Records from a dataset:
──────

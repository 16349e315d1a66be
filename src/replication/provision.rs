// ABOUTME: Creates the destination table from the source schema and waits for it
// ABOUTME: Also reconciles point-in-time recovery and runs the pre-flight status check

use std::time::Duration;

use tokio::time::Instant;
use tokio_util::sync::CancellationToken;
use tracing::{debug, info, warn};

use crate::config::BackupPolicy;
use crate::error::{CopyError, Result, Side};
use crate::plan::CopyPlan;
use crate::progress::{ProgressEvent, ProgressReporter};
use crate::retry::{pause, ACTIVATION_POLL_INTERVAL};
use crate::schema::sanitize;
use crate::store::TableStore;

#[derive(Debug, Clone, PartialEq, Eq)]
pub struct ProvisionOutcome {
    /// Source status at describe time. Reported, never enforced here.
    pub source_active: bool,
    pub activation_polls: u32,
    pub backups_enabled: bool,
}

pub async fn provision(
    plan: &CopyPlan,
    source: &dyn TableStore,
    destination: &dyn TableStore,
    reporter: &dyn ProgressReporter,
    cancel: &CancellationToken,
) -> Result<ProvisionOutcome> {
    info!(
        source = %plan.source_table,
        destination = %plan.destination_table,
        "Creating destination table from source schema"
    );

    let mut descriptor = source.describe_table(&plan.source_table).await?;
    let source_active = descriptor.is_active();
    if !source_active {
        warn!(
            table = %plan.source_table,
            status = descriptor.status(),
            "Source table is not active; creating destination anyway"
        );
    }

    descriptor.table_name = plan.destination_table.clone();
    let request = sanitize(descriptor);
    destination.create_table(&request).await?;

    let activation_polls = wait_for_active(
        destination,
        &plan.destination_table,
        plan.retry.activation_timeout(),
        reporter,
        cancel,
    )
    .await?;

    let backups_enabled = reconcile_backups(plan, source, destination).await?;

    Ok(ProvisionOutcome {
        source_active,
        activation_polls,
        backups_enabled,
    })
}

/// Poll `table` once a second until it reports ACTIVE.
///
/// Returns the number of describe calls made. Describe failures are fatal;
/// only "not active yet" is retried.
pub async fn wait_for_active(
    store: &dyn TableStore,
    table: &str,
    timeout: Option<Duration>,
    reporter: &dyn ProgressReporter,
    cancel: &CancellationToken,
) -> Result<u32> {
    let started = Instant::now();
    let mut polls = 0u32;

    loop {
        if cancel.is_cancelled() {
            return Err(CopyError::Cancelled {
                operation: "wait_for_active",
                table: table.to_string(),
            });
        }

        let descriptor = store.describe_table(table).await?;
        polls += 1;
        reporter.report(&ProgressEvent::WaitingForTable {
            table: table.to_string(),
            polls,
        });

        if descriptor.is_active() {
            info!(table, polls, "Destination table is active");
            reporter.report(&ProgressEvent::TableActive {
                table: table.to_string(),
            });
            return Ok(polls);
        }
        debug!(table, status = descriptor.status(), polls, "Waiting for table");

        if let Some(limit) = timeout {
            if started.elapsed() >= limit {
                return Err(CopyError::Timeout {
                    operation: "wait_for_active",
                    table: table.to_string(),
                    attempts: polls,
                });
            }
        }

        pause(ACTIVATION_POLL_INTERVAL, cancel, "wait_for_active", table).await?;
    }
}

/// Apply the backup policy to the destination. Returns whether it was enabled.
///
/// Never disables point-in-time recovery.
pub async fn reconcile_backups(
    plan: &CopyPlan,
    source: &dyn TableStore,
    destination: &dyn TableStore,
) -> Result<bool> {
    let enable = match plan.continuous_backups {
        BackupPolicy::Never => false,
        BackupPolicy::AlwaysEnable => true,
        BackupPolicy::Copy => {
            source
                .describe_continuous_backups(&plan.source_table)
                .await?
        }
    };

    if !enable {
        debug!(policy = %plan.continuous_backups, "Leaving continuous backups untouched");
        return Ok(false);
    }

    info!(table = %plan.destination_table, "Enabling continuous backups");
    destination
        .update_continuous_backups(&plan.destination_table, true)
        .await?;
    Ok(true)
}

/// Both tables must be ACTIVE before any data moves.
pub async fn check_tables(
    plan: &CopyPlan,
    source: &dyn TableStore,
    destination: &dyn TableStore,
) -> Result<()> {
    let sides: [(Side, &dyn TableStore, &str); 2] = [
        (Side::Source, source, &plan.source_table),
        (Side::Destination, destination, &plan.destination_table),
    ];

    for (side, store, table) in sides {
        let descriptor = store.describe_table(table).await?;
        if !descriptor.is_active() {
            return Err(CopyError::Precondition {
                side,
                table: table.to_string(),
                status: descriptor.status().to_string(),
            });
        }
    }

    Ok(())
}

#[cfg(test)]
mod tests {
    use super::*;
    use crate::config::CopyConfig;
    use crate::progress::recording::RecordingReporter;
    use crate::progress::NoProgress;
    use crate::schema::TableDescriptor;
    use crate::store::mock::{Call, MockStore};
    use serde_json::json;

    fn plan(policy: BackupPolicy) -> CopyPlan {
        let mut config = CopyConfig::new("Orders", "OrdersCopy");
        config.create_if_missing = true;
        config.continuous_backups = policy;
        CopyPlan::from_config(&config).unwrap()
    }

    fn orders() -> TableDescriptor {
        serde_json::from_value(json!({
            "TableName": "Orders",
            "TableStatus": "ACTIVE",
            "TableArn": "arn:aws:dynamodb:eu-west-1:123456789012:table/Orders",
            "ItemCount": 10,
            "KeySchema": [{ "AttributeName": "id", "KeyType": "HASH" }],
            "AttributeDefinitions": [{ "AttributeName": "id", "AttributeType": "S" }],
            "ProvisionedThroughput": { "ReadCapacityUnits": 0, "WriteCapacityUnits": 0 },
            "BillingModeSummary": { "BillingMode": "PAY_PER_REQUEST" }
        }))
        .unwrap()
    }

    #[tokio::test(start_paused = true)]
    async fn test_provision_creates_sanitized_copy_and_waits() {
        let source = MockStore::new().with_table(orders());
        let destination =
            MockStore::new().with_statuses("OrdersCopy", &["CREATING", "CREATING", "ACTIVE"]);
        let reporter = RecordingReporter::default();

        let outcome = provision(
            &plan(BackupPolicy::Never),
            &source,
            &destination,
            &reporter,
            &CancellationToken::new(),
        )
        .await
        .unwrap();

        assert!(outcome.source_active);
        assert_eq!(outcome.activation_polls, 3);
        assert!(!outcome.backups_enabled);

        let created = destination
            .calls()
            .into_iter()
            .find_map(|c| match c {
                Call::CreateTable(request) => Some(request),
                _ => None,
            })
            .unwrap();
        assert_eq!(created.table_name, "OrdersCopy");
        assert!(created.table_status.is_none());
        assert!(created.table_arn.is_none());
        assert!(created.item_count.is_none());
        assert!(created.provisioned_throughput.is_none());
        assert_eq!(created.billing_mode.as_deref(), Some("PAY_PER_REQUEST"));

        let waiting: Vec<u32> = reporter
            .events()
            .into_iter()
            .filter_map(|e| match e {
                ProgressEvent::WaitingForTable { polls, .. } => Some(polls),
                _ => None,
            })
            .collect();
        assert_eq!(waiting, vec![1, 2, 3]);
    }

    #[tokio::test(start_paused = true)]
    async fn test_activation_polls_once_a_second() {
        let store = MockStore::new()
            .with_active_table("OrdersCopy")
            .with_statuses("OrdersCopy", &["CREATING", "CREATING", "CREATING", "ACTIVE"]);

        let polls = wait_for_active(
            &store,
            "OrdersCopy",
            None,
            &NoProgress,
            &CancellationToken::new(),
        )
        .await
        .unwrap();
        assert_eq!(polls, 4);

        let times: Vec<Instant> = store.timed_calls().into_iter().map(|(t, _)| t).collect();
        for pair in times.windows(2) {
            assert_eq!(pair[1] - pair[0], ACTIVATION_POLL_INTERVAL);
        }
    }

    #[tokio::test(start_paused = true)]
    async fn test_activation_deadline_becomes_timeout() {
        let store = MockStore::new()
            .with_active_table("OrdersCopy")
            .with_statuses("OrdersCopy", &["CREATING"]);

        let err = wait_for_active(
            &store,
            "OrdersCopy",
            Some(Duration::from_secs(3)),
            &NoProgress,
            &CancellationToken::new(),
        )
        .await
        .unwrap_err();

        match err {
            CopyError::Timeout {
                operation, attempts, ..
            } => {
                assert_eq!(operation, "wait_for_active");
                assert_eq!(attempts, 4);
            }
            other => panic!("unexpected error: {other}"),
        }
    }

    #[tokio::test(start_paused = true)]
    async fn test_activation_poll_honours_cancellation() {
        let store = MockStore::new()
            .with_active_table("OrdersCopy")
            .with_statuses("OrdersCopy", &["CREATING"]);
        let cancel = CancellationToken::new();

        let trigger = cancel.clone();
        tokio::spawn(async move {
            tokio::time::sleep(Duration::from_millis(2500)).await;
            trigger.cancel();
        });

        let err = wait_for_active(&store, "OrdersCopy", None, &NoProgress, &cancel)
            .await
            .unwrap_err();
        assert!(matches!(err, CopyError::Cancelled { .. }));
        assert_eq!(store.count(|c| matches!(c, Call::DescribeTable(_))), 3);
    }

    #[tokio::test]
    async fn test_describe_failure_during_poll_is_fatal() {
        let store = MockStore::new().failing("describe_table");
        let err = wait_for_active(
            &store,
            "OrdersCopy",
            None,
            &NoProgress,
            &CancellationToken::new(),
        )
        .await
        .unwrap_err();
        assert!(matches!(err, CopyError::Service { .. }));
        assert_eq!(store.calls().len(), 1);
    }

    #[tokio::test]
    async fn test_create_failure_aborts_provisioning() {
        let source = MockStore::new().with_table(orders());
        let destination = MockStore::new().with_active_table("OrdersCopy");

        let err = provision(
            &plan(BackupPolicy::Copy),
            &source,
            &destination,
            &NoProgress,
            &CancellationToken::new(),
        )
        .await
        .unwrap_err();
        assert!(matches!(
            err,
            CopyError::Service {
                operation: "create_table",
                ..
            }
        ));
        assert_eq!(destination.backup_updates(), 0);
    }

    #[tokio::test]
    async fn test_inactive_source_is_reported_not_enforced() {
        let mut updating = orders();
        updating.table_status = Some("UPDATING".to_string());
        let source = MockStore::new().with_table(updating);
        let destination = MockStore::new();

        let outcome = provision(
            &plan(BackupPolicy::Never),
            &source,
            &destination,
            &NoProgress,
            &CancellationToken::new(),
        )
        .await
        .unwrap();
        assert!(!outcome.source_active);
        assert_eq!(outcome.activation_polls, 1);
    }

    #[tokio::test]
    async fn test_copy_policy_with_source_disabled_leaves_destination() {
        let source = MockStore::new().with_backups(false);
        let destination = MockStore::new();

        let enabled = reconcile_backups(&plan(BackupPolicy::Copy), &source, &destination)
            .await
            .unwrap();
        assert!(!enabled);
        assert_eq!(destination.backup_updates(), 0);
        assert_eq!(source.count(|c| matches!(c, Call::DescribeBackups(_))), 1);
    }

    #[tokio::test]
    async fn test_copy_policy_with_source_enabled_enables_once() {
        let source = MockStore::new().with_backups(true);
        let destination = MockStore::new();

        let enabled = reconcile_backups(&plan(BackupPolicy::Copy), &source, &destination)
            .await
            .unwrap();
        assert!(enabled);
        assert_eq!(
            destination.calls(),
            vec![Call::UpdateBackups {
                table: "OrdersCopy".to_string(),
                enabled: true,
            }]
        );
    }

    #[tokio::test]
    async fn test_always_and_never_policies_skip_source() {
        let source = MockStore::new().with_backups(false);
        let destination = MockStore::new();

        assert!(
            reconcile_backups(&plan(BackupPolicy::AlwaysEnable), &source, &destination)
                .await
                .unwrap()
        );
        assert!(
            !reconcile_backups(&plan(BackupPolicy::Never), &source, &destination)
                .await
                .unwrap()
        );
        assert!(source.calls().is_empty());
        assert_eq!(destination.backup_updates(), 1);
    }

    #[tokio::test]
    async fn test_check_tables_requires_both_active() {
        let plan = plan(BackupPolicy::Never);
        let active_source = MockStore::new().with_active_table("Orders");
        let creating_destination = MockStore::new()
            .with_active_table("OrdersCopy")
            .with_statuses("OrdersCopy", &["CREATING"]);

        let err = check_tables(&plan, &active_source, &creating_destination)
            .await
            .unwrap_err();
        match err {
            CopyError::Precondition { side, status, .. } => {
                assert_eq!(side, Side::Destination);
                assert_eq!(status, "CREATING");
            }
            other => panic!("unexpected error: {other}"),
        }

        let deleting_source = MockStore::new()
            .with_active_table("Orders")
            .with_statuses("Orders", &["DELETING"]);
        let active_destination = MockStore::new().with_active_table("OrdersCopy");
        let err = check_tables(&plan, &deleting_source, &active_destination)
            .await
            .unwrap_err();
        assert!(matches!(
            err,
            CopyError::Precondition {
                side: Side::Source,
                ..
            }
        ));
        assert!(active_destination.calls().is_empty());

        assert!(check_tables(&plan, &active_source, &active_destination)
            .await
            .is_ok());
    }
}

──────

[PROBLEM REQUIREMENTS] Once you find the line containing "use tokio_util::sync::CancellationToken;", stop: reproduce exactly that line and every line of the data before it, and nothing else.

[RESPONSE AREA]
repository 16349e315d1a66be
filename src/replication/provision.rs
// ABOUTME: Creates the destination table from the source schema and waits for it
// ABOUTME: Also reconciles point-in-time recovery and runs the pre-flight status check

use std::time::Duration;

use tokio::time::Instant;
use tokio_util::sync::CancellationToken;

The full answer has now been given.